Okay. Here it goes.
Write. Whew. Just the thought of that word knocks my breath out and fills me with dreams simultaneously.
I have wanted to be a writer since I was four years old. I couldn't even physically write then and I knew in my bones I wanted to write. To express. To let myself be heard and known. And, back then, in four-year-old land, I was able to be and do anything without any fear or harm. Those days were not completely carefree. I was in the middle of a life filled with perfectionism and expectations. My father had an iron fist and I was sometimes on the other end of that tragic, awful, painful experiencing of manly anger gone awry. But, still, there were periods of peace and childhood undisturbed and I had hopes and dreams. I was going to write and I was going to matter and be heard.
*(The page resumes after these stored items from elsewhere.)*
use std::cell::RefCell;
use std::rc::Rc;

use stated_preference::*;

struct SharedSink {
    name: &'static str,
    kind: SinkKind,
    fail: bool,
    written: Rc<RefCell<Vec<SubmissionRecord>>>,
}

impl RecordSink for SharedSink {
    fn name(&self) -> &str {
        self.name
    }

    fn kind(&self) -> SinkKind {
        self.kind
    }

    fn write(&mut self, record: &SubmissionRecord) -> Result<Vec<String>, SinkError> {
        if self.fail {
            return Err(SinkError::new(self.name, "authentication failed"));
        }
        self.written.borrow_mut().push(record.clone());
        Ok(vec![])
    }
}

fn dataset() -> Vec<ScenarioRow> {
    let mut rows = Vec::new();
    // Listed out of order on purpose, plus one broken task.
    for t in [12, 11, 10, 9, 8, 7, 6, 5, 4, 3, 2, 1] {
        for (idx, a) in Alternative::ALL.iter().enumerate() {
            rows.push(ScenarioRow {
                task_id: t,
                alternative: *a,
                time_minutes: (t + idx as u32) as f64,
                cost_inr: (10 * idx) as f64,
                wait_minutes: 2.0,
            });
        }
    }
    rows.push(ScenarioRow {
        task_id: 13,
        alternative: Alternative::Walking,
        time_minutes: 30.0,
        cost_inr: 0.0,
        wait_minutes: 0.0,
    });
    rows
}

fn general() -> FormAnswers {
    FormAnswers::new()
        .set("residence", "Pune")
        .set("age_group", "18–24")
        .set("gender", "Female")
        .set("education", "Higher secondary/ITI/certificate")
        .set("occupation", "Student/Scholar")
        .set("income", "Up to 25,000")
}

fn travel() -> FormAnswers {
    FormAnswers::new()
        .set("cars_owned", "0")
        .set("bicycles_owned", "1")
        .set("last_mile_e_rickshaw", "Every day")
        .set("last_mile_pbss", "Never")
        .set("last_mile_walking", "Few times/week")
}

#[test]
fn complete_session_with_failing_spreadsheet() {
    let _ = env_logger::try_init();
    let catalog = TaskCatalog::build(&dataset());
    assert_eq!(catalog.all_tasks().len(), 12);
    assert!(catalog.blocks().iter().all(|b| b.len() == 3));

    let mut flow = SurveyFlow::with_group(&catalog, "participant", 2, ShuffleCache::from_entropy());
    assert_eq!(flow.user_tasks(), &[7, 8, 9]);
    assert!(matches!(flow.current_view(), Ok(View::Intro)));
    assert_eq!(flow.begin(), Ok(Page::Survey));

    let mut seen: Vec<TaskId> = Vec::new();
    let mut chosen: Vec<String> = Vec::new();
    while flow.page() == Page::Survey {
        let (task_id, label) = match flow.current_view().unwrap() {
            View::Scenario(v) => {
                assert_eq!(v.position, seen.len() + 1);
                assert_eq!(v.total, 3);
                assert_eq!(v.options.len(), 3);
                (v.task_id, v.options[1].response_label())
            }
            v => panic!("unexpected view {:?}", v),
        };
        seen.push(task_id);
        chosen.push(label);
        flow.select(1).unwrap();
        flow.next().unwrap();
    }
    assert_eq!(seen, vec![7, 8, 9]);
    assert_eq!(flow.page(), Page::Demographics);

    assert!(flow.submit_general(&general().set("age_group", PLACEHOLDER)).is_err());
    flow.submit_general(&general()).unwrap();
    assert!(flow
        .submit_travel(&travel().set("cars_owned", PLACEHOLDER), &mut [])
        .is_err());
    assert_eq!(flow.page(), Page::Demographics);

    let json = Rc::new(RefCell::new(Vec::new()));
    let csv = Rc::new(RefCell::new(Vec::new()));
    let sheet = Rc::new(RefCell::new(Vec::new()));
    let mut sinks: Vec<Box<dyn RecordSink>> = vec![
        Box::new(SharedSink {
            name: "json",
            kind: SinkKind::Local,
            fail: false,
            written: json.clone(),
        }),
        Box::new(SharedSink {
            name: "csv",
            kind: SinkKind::Local,
            fail: false,
            written: csv.clone(),
        }),
        Box::new(SharedSink {
            name: "sheet",
            kind: SinkKind::Remote,
            fail: true,
            written: sheet.clone(),
        }),
    ];
    let submission = flow.submit_travel(&travel(), &mut sinks).unwrap();
    assert_eq!(flow.page(), Page::ThankYou);
    assert_eq!(submission.report.status, PersistStatus::LocalOnly);
    assert_eq!(submission.report.failures[0].sink, "sheet");

    let record = submission.record;
    assert_eq!(json.borrow().len(), 1);
    assert_eq!(csv.borrow().len(), 1);
    assert!(sheet.borrow().is_empty());
    assert_eq!(json.borrow()[0], record);

    assert_eq!(
        record.keys(),
        vec![
            "id",
            "timestamp",
            "residence",
            "age_group",
            "gender",
            "education",
            "occupation",
            "income",
            "cars_owned",
            "bicycles_owned",
            "public_transport_usage",
            "last_mile_e_rickshaw",
            "last_mile_pbss",
            "last_mile_walking",
            "Task_7",
            "Task_8",
            "Task_9",
        ]
    );
    assert_eq!(record.get("public_transport_usage"), Some("Never"));
    assert_eq!(record.get("Task_8"), Some(chosen[1].as_str()));

    // The session is over.
    assert!(flow.begin().is_err());
    assert!(flow.select(0).is_err());
    assert!(matches!(flow.current_view(), Ok(View::ThankYou)));
}

#[test]
fn same_identity_same_tasks() {
    let catalog = TaskCatalog::build(&dataset());
    let f1 = SurveyFlow::resume(&catalog, "returning-participant", ShuffleCache::from_entropy());
    let f2 = SurveyFlow::resume(&catalog, "returning-participant", ShuffleCache::from_entropy());
    assert_eq!(f1.state().group_index, f2.state().group_index);
    assert_eq!(f1.user_tasks(), f2.user_tasks());
    assert_eq!(f1.user_tasks().len(), 3);
}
Years went by and my father got ill. He had a polycystic kidney disease and had to travel out of town for hospitalizations, treatments, surgeries, dialysis. My sister and I lived in various homes of friends and even with people we only knew a little. My dad was emotional and distant and yet at times he was still there, loving me despite his own issues with rage. My mother was frazzled and harried. I wrote. I loved my writing. It was a place of solitude and comfort and refuge. I could pour out and sort through thoughts as I wrote. Writing wasn't to matter. Writing mattered.
My father got more and more ill. I grew to be a teenager and the disease won one night when I was twelve years old. He was wheeled out past us on a guerney with his eyes as big as quarters and the life all gone out of him. Writing became my pouring. I needed to bleed out the pain and anguish of grief, of love lost and lost too soon. I was a heart-stricken adolescent and writing became my therapy.
Years passed and I grew older. I kept sporadic journals and wrote on Facebook and sent letters of encouragement to friends. People always said, "I wish I could write like you." or "You always have such a way of saying things." But in that time since the four-year-old magical world slipped by and the real world of rejection and loss crowded in, I lost my dream of writing for a while.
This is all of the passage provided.